All for love of you...
(I must have been looney)
It was the sound he heard
What a funny thing to feel!
He had to talk about,
He had to talk about that funny thing
Don't! Don't panic
Here it comes
Water is the sound he heard
Water is the sound
"49 Guitars and One Girl"
Music, in this view, can (and should) be nothing more than elegant engineering, imperatives that regulate and punish, morphing into moments of lonesome nonsense. What was raw, rugged, and rough, musically, on the first album, and what was avant-garde couched in the vernacular of hip-ness, communally disinterested, and almost preaching its own aesthetics on the second becomes a new animal: wild, un-caged, with the shocked trainer in the hospital, licking his wounds. New Picnic Time's subdivisions make up a mighty whole, ignoring the discomforts and inconveniences of fugal interweaving. They are stark and noisy, celebratory and rancorous, economic and foolishly baroque. There is also a widespread use of the studio: sound effects, air whooshing through the songs, and of course Ravenstine's evolving mastery.

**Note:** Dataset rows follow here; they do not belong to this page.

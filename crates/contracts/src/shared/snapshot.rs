//! Снимки состояния в клиентском хранилище.
//!
//! Каждая коллекция хранится целиком под фиксированным ключом
//! ("items", "categories", "users") и полностью перезаписывается при
//! каждом изменении. Версии формата нет.

use crate::domain::a001_category::{CategoryDefinition, Taxonomy};
use crate::domain::a002_inventory_item::InventoryItem;
use crate::domain::common::AggregateRoot;
use crate::shared::{seed, InventoryState};
use crate::system::users::{self, User};
use crate::usecases::u501_taxonomy_consistency::ensure_sentinel;
use anyhow::Context;
use serde::{de::DeserializeOwned, Serialize};
use std::cell::RefCell;
use std::collections::HashMap;

pub const USERS_KEY: &str = "users";

pub fn items_key() -> &'static str {
    InventoryItem::collection_name()
}

pub fn categories_key() -> &'static str {
    CategoryDefinition::collection_name()
}

/// Хранилище снимков "ключ -> строка"
pub trait SnapshotStore {
    fn load(&self, key: &str) -> Option<String>;

    fn save(&self, key: &str, value: &str) -> anyhow::Result<()>;
}

/// Хранилище в памяти (для тестов и окружений без localStorage)
#[derive(Debug, Default)]
pub struct MemoryStore {
    entries: RefCell<HashMap<String, String>>,
}

impl MemoryStore {
    pub fn new() -> Self {
        Self::default()
    }
}

impl SnapshotStore for MemoryStore {
    fn load(&self, key: &str) -> Option<String> {
        self.entries.borrow().get(key).cloned()
    }

    fn save(&self, key: &str, value: &str) -> anyhow::Result<()> {
        self.entries
            .borrow_mut()
            .insert(key.to_string(), value.to_string());
        Ok(())
    }
}

/// Прочитать снимок. Повреждённый снимок логируется и считается отсутствующим.
pub fn load_snapshot<T: DeserializeOwned>(store: &dyn SnapshotStore, key: &str) -> Option<T> {
    let raw = store.load(key)?;
    match serde_json::from_str::<T>(&raw) {
        Ok(value) => Some(value),
        Err(e) => {
            log::warn!("snapshot '{}' is unreadable, falling back to seed: {}", key, e);
            None
        }
    }
}

pub fn save_snapshot<T: Serialize + ?Sized>(
    store: &dyn SnapshotStore,
    key: &str,
    value: &T,
) -> anyhow::Result<()> {
    let raw = serde_json::to_string(value)
        .with_context(|| format!("failed to serialize snapshot '{}'", key))?;
    store
        .save(key, &raw)
        .with_context(|| format!("failed to write snapshot '{}'", key))
}

/// Загрузить таксономию и каталог; отсутствующие части заполняются
/// начальными данными, после чего восстанавливается инвариант.
pub fn load_or_seed(store: &dyn SnapshotStore) -> InventoryState {
    let taxonomy = load_snapshot::<Taxonomy>(store, categories_key()).unwrap_or_else(|| {
        log::info!("no stored categories, seeding defaults");
        seed::seed_taxonomy()
    });
    let catalog = load_snapshot::<Vec<InventoryItem>>(store, items_key()).unwrap_or_else(|| {
        log::info!("no stored items, seeding defaults");
        seed::seed_items(&taxonomy)
    });

    let dangling = catalog
        .iter()
        .filter(|i| !taxonomy.contains_pair(i.category_id, i.subcategory_id))
        .count();
    if dangling > 0 {
        log::warn!(
            "{} stored item(s) reference missing categories and will be reassigned",
            dangling
        );
    }

    let mut state = InventoryState::new(taxonomy, catalog);
    ensure_sentinel(&mut state);
    state
}

/// Записать оба снимка инвентаря целиком
pub fn persist(store: &dyn SnapshotStore, state: &InventoryState) -> anyhow::Result<()> {
    save_snapshot(store, categories_key(), &state.taxonomy)?;
    save_snapshot(store, items_key(), &state.catalog)?;
    Ok(())
}

pub fn load_users_or_seed(store: &dyn SnapshotStore) -> Vec<User> {
    load_snapshot::<Vec<User>>(store, USERS_KEY).unwrap_or_else(users::seed_users)
}

pub fn persist_users(store: &dyn SnapshotStore, users: &[User]) -> anyhow::Result<()> {
    save_snapshot(store, USERS_KEY, users)
}
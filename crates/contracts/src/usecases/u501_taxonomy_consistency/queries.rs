use crate::domain::a001_category::{CategoryId, SubcategoryId, Taxonomy};
use crate::domain::a002_inventory_item::InventoryItem;

/// Количество товаров в паре (категория, подкатегория)
pub fn item_count_for(
    catalog: &[InventoryItem],
    category_id: CategoryId,
    subcategory_id: SubcategoryId,
) -> usize {
    catalog
        .iter()
        .filter(|i| i.category_id == category_id && i.subcategory_id == subcategory_id)
        .count()
}

/// Количество товаров в категории по всем подкатегориям
pub fn item_count_for_category(catalog: &[InventoryItem], category_id: CategoryId) -> usize {
    catalog.iter().filter(|i| i.category_id == category_id).count()
}

/// Результат проверки размещения товара (без побочных эффектов)
#[derive(Debug, Clone, Copy, PartialEq, Eq)]
pub enum Placement {
    Valid,
    UnknownCategory,
    UnknownSubcategory,
}

pub fn check_placement(item: &InventoryItem, taxonomy: &Taxonomy) -> Placement {
    match taxonomy.get(item.category_id) {
        None => Placement::UnknownCategory,
        Some(category) if !category.contains(item.subcategory_id) => Placement::UnknownSubcategory,
        Some(_) => Placement::Valid,
    }
}

/// Что сделал ремонт размещения
#[derive(Debug, Clone, Copy, PartialEq, Eq)]
pub enum PlacementRepair {
    Unchanged,
    /// Категория не найдена: товар перенесён в Uncategorized/Default
    MovedToSentinel { taxonomy_changed: bool },
    /// Подкатегория не найдена: товар перенесён в Default своей категории
    MovedToDefault { default_added: bool },
}

impl PlacementRepair {
    pub fn item_changed(&self) -> bool {
        !matches!(self, PlacementRepair::Unchanged)
    }

    pub fn taxonomy_changed(&self) -> bool {
        match self {
            PlacementRepair::Unchanged => false,
            PlacementRepair::MovedToSentinel { taxonomy_changed } => *taxonomy_changed,
            PlacementRepair::MovedToDefault { default_added } => *default_added,
        }
    }
}

/// Исправляет размещение товара перед записью.
///
/// Может изменить таксономию: добавляет "Default" в категорию товара или
/// восстанавливает категорию-страж, если их нет.
pub fn validate_item_placement(
    taxonomy: &mut Taxonomy,
    item: &mut InventoryItem,
) -> PlacementRepair {
    if let Some(category) = taxonomy.get_mut(item.category_id) {
        if category.contains(item.subcategory_id) {
            return PlacementRepair::Unchanged;
        }
        let (default_id, default_added) = category.ensure_default();
        log::debug!(
            "item {} moved to Default of {}: subcategory {} not found",
            item.base.code,
            category.name,
            item.subcategory_id.0
        );
        item.subcategory_id = default_id;
        return PlacementRepair::MovedToDefault { default_added };
    }

    let ((sentinel_id, default_id), taxonomy_changed) = taxonomy.ensure_sentinel();
    log::debug!(
        "item {} moved to sentinel: category {} not found",
        item.base.code,
        item.category_id.0
    );
    item.category_id = sentinel_id;
    item.subcategory_id = default_id;
    PlacementRepair::MovedToSentinel { taxonomy_changed }
}

#[cfg(test)]
mod tests {
    use super::*;
    use crate::domain::a001_category::{
        CategoryDefinition, DEFAULT_SUBCATEGORY, UNCATEGORIZED,
    };
    use crate::domain::a002_inventory_item::Sizes;

    fn item_in(category_id: CategoryId, subcategory_id: SubcategoryId) -> InventoryItem {
        InventoryItem::new_for_insert(
            "Shirt".into(),
            "SKU-1".into(),
            category_id,
            subcategory_id,
            Sizes::new(),
            10.0,
            None,
            None,
        )
    }

    fn taxonomy() -> Taxonomy {
        Taxonomy::new(vec![
            CategoryDefinition::with_subcategories("Men", &["Oxford", "Cuban"]),
            CategoryDefinition::new(UNCATEGORIZED),
        ])
    }

    #[test]
    fn test_item_count_for_pair() {
        let taxonomy = taxonomy();
        let men = taxonomy.by_name("Men").unwrap();
        let oxford = men.subcategory_by_name("Oxford").unwrap().id;
        let cuban = men.subcategory_by_name("Cuban").unwrap().id;

        let mut catalog = vec![item_in(men.id, oxford)];
        assert_eq!(item_count_for(&catalog, men.id, oxford), 1);
        assert_eq!(item_count_for(&catalog, men.id, cuban), 0);

        catalog.push(item_in(men.id, cuban));
        assert_eq!(item_count_for(&catalog, men.id, cuban), 1);
        assert_eq!(item_count_for_category(&catalog, men.id), 2);
    }

    #[test]
    fn test_check_placement_is_pure() {
        let taxonomy = taxonomy();
        let before = taxonomy.clone();
        let men = taxonomy.by_name("Men").unwrap();

        let item = item_in(men.id, SubcategoryId::new_v4());
        assert_eq!(check_placement(&item, &taxonomy), Placement::UnknownSubcategory);

        let item = item_in(CategoryId::new_v4(), SubcategoryId::new_v4());
        assert_eq!(check_placement(&item, &taxonomy), Placement::UnknownCategory);

        let oxford = men.subcategory_by_name("Oxford").unwrap().id;
        assert_eq!(check_placement(&item_in(men.id, oxford), &taxonomy), Placement::Valid);
        assert_eq!(taxonomy, before);
    }

    #[test]
    fn test_repair_unknown_category_moves_to_sentinel() {
        let mut taxonomy = taxonomy();
        let mut item = item_in(CategoryId::new_v4(), SubcategoryId::new_v4());

        let repair = validate_item_placement(&mut taxonomy, &mut item);
        assert_eq!(repair, PlacementRepair::MovedToSentinel { taxonomy_changed: false });
        assert_eq!(
            taxonomy.resolve(item.category_id, item.subcategory_id),
            Some((UNCATEGORIZED, DEFAULT_SUBCATEGORY))
        );
    }

    #[test]
    fn test_repair_unknown_subcategory_adds_default() {
        let mut taxonomy = taxonomy();
        let men_id = taxonomy.by_name("Men").unwrap().id;
        let mut item = item_in(men_id, SubcategoryId::new_v4());

        let repair = validate_item_placement(&mut taxonomy, &mut item);
        assert!(repair.taxonomy_changed());
        assert_eq!(
            taxonomy.get(men_id).unwrap().subcategory_names(),
            vec!["Cuban", "Default", "Oxford"]
        );
        assert_eq!(taxonomy.resolve(item.category_id, item.subcategory_id), Some(("Men", "Default")));

        // Второй товар попадает в уже существующий Default
        let mut other = item_in(men_id, SubcategoryId::new_v4());
        let repair = validate_item_placement(&mut taxonomy, &mut other);
        assert_eq!(repair, PlacementRepair::MovedToDefault { default_added: false });
        assert_eq!(other.subcategory_id, item.subcategory_id);
    }

    #[test]
    fn test_repair_valid_item_is_noop() {
        let mut taxonomy = taxonomy();
        let men = taxonomy.by_name("Men").unwrap();
        let mut item = item_in(men.id, men.subcategory_by_name("Cuban").unwrap().id);
        let before = item.clone();

        let repair = validate_item_placement(&mut taxonomy, &mut item);
        assert!(!repair.item_changed());
        assert_eq!(item, before);
    }
}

If the voices on the second album recall the eerie, and parodic, group menacing of the insurgents in The Wizard of Oz, and the hectoring of poor lost Dorothy, the voices here resemble the Three Stooges: unfit for decent society, the voices here plead, slap, whine, and pretend to be someone and something else. At times this music intricately Byzantine, bizarrely intrepid seems as if authored by Marat or Sade: revolutionary, critical, egomaniacal, and searching. They never really found the truth either, and once this quintet splintered, most notably Herman being replaced by Mayo Thompson, which started twenty-five years of firings and hirings and re-hirings, twenty-five years of pop beauty, of unwelcome silencing, truth and stability were as impossible to attain as they are philosophically challenged here on New Picnic Time, an album that seemed to denigrate the purposeful monochromatic ideologies of prevailing punkers and yet, ironically, set that movement into even greater flourish. By challenging the precepts of Western rock, as much as Berg did for opera or Cage for classical, Pere Ubu rationally and vindictively lost organic history. They eroded sense from our musical vocabularies, and replaced it with paranoid autonomy. Laughing, and laughingly, Pere Ubu became, on their third album, the last of their three masterpieces, kings of infinite space and lords of the moment. Hallelujah, and pass the damn chicken.